ABOUT THIS EXERCISE → Your answer should consist of the lines in the listing that hold "kind".
*** Opening WORKING DATA ***
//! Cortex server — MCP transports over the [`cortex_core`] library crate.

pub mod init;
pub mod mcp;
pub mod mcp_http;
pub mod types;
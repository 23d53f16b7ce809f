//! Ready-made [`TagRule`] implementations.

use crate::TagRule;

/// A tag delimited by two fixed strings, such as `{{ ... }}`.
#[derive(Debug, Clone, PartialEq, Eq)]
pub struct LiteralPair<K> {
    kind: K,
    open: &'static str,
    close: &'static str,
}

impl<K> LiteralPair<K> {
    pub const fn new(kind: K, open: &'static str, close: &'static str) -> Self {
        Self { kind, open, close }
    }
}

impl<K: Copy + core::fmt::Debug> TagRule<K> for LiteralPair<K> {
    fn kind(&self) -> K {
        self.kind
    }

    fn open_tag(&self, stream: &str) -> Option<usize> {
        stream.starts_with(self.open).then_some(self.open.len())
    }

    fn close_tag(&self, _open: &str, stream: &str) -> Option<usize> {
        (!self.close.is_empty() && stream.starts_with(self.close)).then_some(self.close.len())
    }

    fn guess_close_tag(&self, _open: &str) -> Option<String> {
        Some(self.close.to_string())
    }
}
*** Closing WORKING DATA ***
ANSWER BOX →
    kind: K,
    pub const fn new(kind: K, open: &'static str, close: &'static str) -> Self {
        Self { kind, open, close }
    fn kind(&self) -> K {
        self.kind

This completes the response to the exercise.